8.2 Minor Children
| Library | Estate Planning in Virginia (Virginia CLE) (2018 Ed.) |
8.2 MINOR CHILDREN
8.201 Introduction. Planning for clients with minor children can present some of the most interesting and challenging tax and non-tax issues to be found in estate planning. The challenges originate from the legal restrictions on ownership of property by a minor and, in addition, often arise from the client's desire to make lifetime gifts or bequests at death to the minor but to defer the minor's actual possession of the gifted property until the minor reaches at least the age of majority.
Unlike planning for most other beneficiaries, planning for minors also involves planning for the custody of the person of the minor. Such plans could be drafted to apply across a broad spectrum of contingencies, addressing everything from a situation in which both of the minor's parents are temporarily unavailable to circumstances in which both parents die before the minor reaches the legal age of majority.

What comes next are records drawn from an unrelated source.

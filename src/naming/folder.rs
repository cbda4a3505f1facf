use crate::SweepError;
use url::Url;

/// Derives the per-site report folder name from a hostname
///
/// A leading `www.` is stripped, then only the first remaining `.` is
/// removed: `www.example.co.uk` becomes `exampleco.uk`. Report folders from
/// earlier runs use this layout, so it is kept as-is.
///
/// # Examples
///
/// ```
/// use a11y_sweep::naming::folder_name_for;
///
/// assert_eq!(folder_name_for("www.example.com"), "examplecom");
/// assert_eq!(folder_name_for("a.b.c"), "ab.c");
/// ```
pub fn folder_name_for(hostname: &str) -> String {
    let host = hostname.strip_prefix("www.").unwrap_or(hostname);
    host.replacen('.', "", 1)
}

/// Extracts the hostname of a sitemap URL
pub fn hostname_of(url: &str) -> Result<String, SweepError> {
    let parsed = Url::parse(url)?;
    parsed
        .host_str()
        .map(|h| h.to_lowercase())
        .ok_or_else(|| SweepError::MissingHost {
            url: url.to_string(),
        })
}

#[cfg(test)]
mod tests {
    use super::*;

    #[test]
    fn test_strips_www_prefix() {
        assert_eq!(folder_name_for("www.example.com"), "examplecom");
    }

    #[test]
    fn test_removes_only_first_dot() {
        assert_eq!(folder_name_for("a.b.c"), "ab.c");
        assert_eq!(folder_name_for("www.example.co.uk"), "exampleco.uk");
    }

    #[test]
    fn test_www_only_stripped_as_prefix() {
        assert_eq!(folder_name_for("shop.www.example.com"), "shopwww.example.com");
    }

    #[test]
    fn test_host_without_dots() {
        assert_eq!(folder_name_for("localhost"), "localhost");
    }

    #[test]
    fn test_hostname_of() {
        assert_eq!(
            hostname_of("https://WWW.Example.com/sitemap.xml").unwrap(),
            "www.example.com"
        );
        assert_eq!(
            hostname_of("http://127.0.0.1:8080/sitemap.xml").unwrap(),
            "127.0.0.1"
        );
    }

    #[test]
    fn test_hostname_of_invalid() {
        assert!(matches!(
            hostname_of("not a url"),
            Err(SweepError::UrlParse(_))
        ));
        assert!(matches!(
            hostname_of("data:text/plain,hello"),
            Err(SweepError::MissingHost { .. })
        ));
    }
}
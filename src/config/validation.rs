use crate::config::types::{AuditSettings, Config, SiteConfig};
use crate::ConfigError;
use url::Url;

/// Validates the entire configuration
///
/// An empty site list is valid; the caller decides how to report it.
pub fn validate(config: &Config) -> Result<(), ConfigError> {
    validate_audit_settings(&config.audit)?;
    validate_sites(&config.sites)?;
    Ok(())
}

/// Validates audit engine settings
fn validate_audit_settings(settings: &AuditSettings) -> Result<(), ConfigError> {
    if settings.runners.is_empty() {
        return Err(ConfigError::Validation(
            "audit.runners must name at least one runner".to_string(),
        ));
    }

    if let Some(runner) = settings.runners.iter().find(|r| r.trim().is_empty()) {
        return Err(ConfigError::Validation(format!(
            "audit.runners contains an empty runner name: '{}'",
            runner
        )));
    }

    if settings.node.trim().is_empty() {
        return Err(ConfigError::Validation(
            "audit.node cannot be empty".to_string(),
        ));
    }

    Ok(())
}

/// Validates site entries
fn validate_sites(sites: &[SiteConfig]) -> Result<(), ConfigError> {
    for site in sites {
        let url = Url::parse(&site.url).map_err(|e| {
            ConfigError::InvalidUrl(format!("Invalid sitemap URL '{}': {}", site.url, e))
        })?;

        if url.scheme() != "https" && url.scheme() != "http" {
            return Err(ConfigError::Validation(format!(
                "Sitemap URL '{}' must use http or https",
                site.url
            )));
        }

        if url.host_str().is_none() {
            return Err(ConfigError::InvalidUrl(format!(
                "Sitemap URL '{}' has no hostname",
                site.url
            )));
        }
    }

    Ok(())
}

#[cfg(test)]
mod tests {
    use super::*;

    fn site(url: &str) -> SiteConfig {
        SiteConfig {
            url: url.to_string(),
            config: serde_json::Map::new(),
        }
    }

    #[test]
    fn test_validate_sites() {
        assert!(validate_sites(&[site("https://www.example.com/sitemap.xml")]).is_ok());
        assert!(validate_sites(&[site("http://localhost:8080/sitemap.xml")]).is_ok());
        assert!(validate_sites(&[]).is_ok());

        assert!(validate_sites(&[site("")]).is_err());
        assert!(validate_sites(&[site("ftp://example.com/sitemap.xml")]).is_err());
        assert!(validate_sites(&[site("example.com/sitemap.xml")]).is_err());
    }

    #[test]
    fn test_validate_audit_settings() {
        assert!(validate_audit_settings(&AuditSettings::default()).is_ok());

        let mut settings = AuditSettings::default();
        settings.runners.clear();
        assert!(validate_audit_settings(&settings).is_err());

        let mut settings = AuditSettings::default();
        settings.runners.push("  ".to_string());
        assert!(validate_audit_settings(&settings).is_err());

        let mut settings = AuditSettings::default();
        settings.node = String::new();
        assert!(validate_audit_settings(&settings).is_err());
    }
}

8.202 Choosing a Guardian.
A. Introduction. When representing a client with minor children, it is imperative to discuss with the client the need to appoint a guardian for the person of the children. In the typical case, the attorney represents a married couple with minor children and the discussion focuses on the need to appoint a guardian for the person of the children if both parents die while one or more of the children are still minors.
Once appointed, a guardian for the person of a minor child becomes, in effect, a substitute parent for the child. The guardian not only is responsible for the basic life-sustaining needs of the child (food, clothing, and shelter) but also has a significant impact on the value system developed by the child, on the religious beliefs of the child, on the child's educational progress and, in general, on the development of the child to adulthood. Especially for children who have lost both of their parents at a young age, such guidance is critical. Consequently, the client must give careful consideration to the choice of guardian (both the primary guardian and successor guardians) and must discuss the prospect of the guardianship with those nominated.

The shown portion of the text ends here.